Discover Your Scottish Ancestry




Understanding Scottish Graveyards

Chapter V.
The Hotels



This subject naturally takes us back to the inns of Glasgow in the olden days. Amongst those the Saracen’s Head inn, in Gallowgate, undoubtedly takes the premier place. Strange as it may appear, before the year 1754 there was not an inn worthy of the name in the whole city of Glasgow. Of taverns and ale-houses, many of which had a wild, roystering reputation, there was no lack, houses from which the young bloods oft issued, like Falstaff and Prince Hal, “hearing the chimes o’ midnight;” but of houses intended for the accommodation of strangers there were none to be had superior to those kept by stablers, whose projecting sign-boards generally exhibited the quaint and sufficiently-elastic legend, “Entertainment for man and beast.” This is partially accounted for by the statement that the Glasgow people were so hospitable in receiving and entertaining strangers that no inn could prosper. This is very creditable to us. Even Edinburgh, the capital, was no better supplied, a fact sufficiently humiliating to us native Scots, when we are brought, in our quiet, historic moments, to remember that England, our neighbour, had sweet, dainty inns even as far back as the time of Chaucer.


Southern Side of Square

Southern Side of Square
North British Station Hotel (Left). Royal Hotel (Right).
Photographed for this Work by Messrs. Brinkley & Stevenson, Regent Gallery, Glasgow.
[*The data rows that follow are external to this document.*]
/**************************************************************************
 *                                                                        *
 * Converters between Acorn Atom tape, disk and cassette-audio formats.   *
 *                                                                        *
 * Copyright (C) 2019 Simon M. Werner <simonwerner@gmail.com>             *
 *                                                                        *
 * This program is free software; you can redistribute it and/or modify   *
 * it under the terms of the GNU General Public License as published by   *
 * the Free Software Foundation, either version 3 of the License, or      *
 * (at your option) any later version.                                    *
 *                                                                        *
 * This program is distributed in the hope that it will be useful,        *
 * but WITHOUT ANY WARRANTY; without even the implied warranty of         *
 * MERCHANTABILITY or FITNESS FOR A PARTICULAR PURPOSE. See the           *
 * GNU General Public License for more details.                           *
 *                                                                        *
 * You should have received a copy of the GNU General Public License      *
 * along with this program. If not, see <http://www.gnu.org/licenses/>.   *
 *                                                                        *
 **************************************************************************/
//! ATM header-padding utility: inflate to the large header form, deflate
//! to the small form, or strip the header entirely, without touching the
//! payload bytes.
//!
//! Three mutually-exclusive modes: "I"nflate (the default, and also `-I`
//! explicitly - re-wrap to the 512-byte large form), "D"eflate (re-wrap
//! to the 22-byte small form), and "R"emove (write only the
//! `header.length` payload bytes, no header at all). Truncating a file
//! with trailing padding back to its minimal size is the same operation
//! as deflate, since re-wrapping through `atm::read`/`atm::write`
//! already drops anything past the declared length.

use crate::atm::{self, HeaderForm};
use crate::error::Result;

/// Report whether `bytes` is currently the small or large header form.
pub fn inspect(bytes: &[u8]) -> Result<HeaderForm> {
    let (_header, _payload, form) = atm::read(bytes)?;
    Ok(form)
}

/// Inflate: re-wrap to the 512-byte, sentinel-stamped large form. This is
/// the tool's default action.
pub fn inflate(bytes: &[u8]) -> Result<Vec<u8>> {
    let (header, payload, _form) = atm::read(bytes)?;
    atm::write(&header, &payload, HeaderForm::Large)
}

/// Deflate: re-wrap to the 22-byte small form, discarding any trailing
/// padding.
pub fn deflate(bytes: &[u8]) -> Result<Vec<u8>> {
    let (header, payload, _form) = atm::read(bytes)?;
    atm::write(&header, &payload, HeaderForm::Small)
}

/// Remove: strip the header entirely, returning just the `header.length`
/// payload bytes.
pub fn remove_header(bytes: &[u8]) -> Result<Vec<u8>> {
    let (_header, payload, _form) = atm::read(bytes)?;
    Ok(payload)
}

#[cfg(test)]
mod tests {
    use super::*;
    use crate::atm::AtmHeader;

    #[test]
    fn inspect_reports_the_current_form() {
        let header = AtmHeader::new("X", 0, 0, 2);
        let small = atm::write(&header, &[1, 2], HeaderForm::Small).unwrap();
        assert_eq!(inspect(&small).unwrap(), HeaderForm::Small);

        let large = atm::write(&header, &[1, 2], HeaderForm::Large).unwrap();
        assert_eq!(inspect(&large).unwrap(), HeaderForm::Large);
    }

    #[test]
    fn inflate_then_deflate_round_trips() {
        let header = AtmHeader::new("ROUND", 0x1900, 0x1900, 3);
        let small = atm::write(&header, &[9, 8, 7], HeaderForm::Small).unwrap();
        let large = inflate(&small).unwrap();
        assert_eq!(large.len(), atm::LARGE_BLOCK_SIZE + 3);
        let reduced = deflate(&large).unwrap();
        assert_eq!(reduced, small);
    }

    #[test]
    fn deflate_discards_trailing_padding_beyond_length() {
        let header = AtmHeader::new("PAD", 0, 0, 2);
        let mut large = atm::write(&header, &[1, 2], HeaderForm::Large).unwrap();
        large.extend_from_slice(&[0xFF; 100]); // junk past the declared payload
        let reduced = deflate(&large).unwrap();
        assert_eq!(reduced.len(), atm::HEADER_SIZE + 2);
    }

    #[test]
    fn remove_strips_the_header_down_to_the_payload() {
        let header = AtmHeader::new("BARE", 0x1900, 0x1900, 3);
        let large = atm::write(&header, &[1, 2, 3], HeaderForm::Large).unwrap();
        assert_eq!(remove_header(&large).unwrap(), vec![1, 2, 3]);
    }
}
To remedy in some measure this state of affairs, the Magistrates and Council resolved, in 1754, to give encouragement to one Robert Tennent, gardener and vintner in Glasgow, in his intention of building an inn that should be creditable to the city. They gave him full permission to use for his projected building the stones from the ruins of the Bishop’s Castle at the Cathedral! This was “The Saracen’s Head.” It was built on the site of the ancient “Saint Mungo’s Without the Gates,” on the north side of Gallowgate. A portion of this grand old edifice, built with the stones from the Bishop‘s Palace, may still be seen between the Great Dovehill (Dewhill) and Saracen Lane — No. 187-207.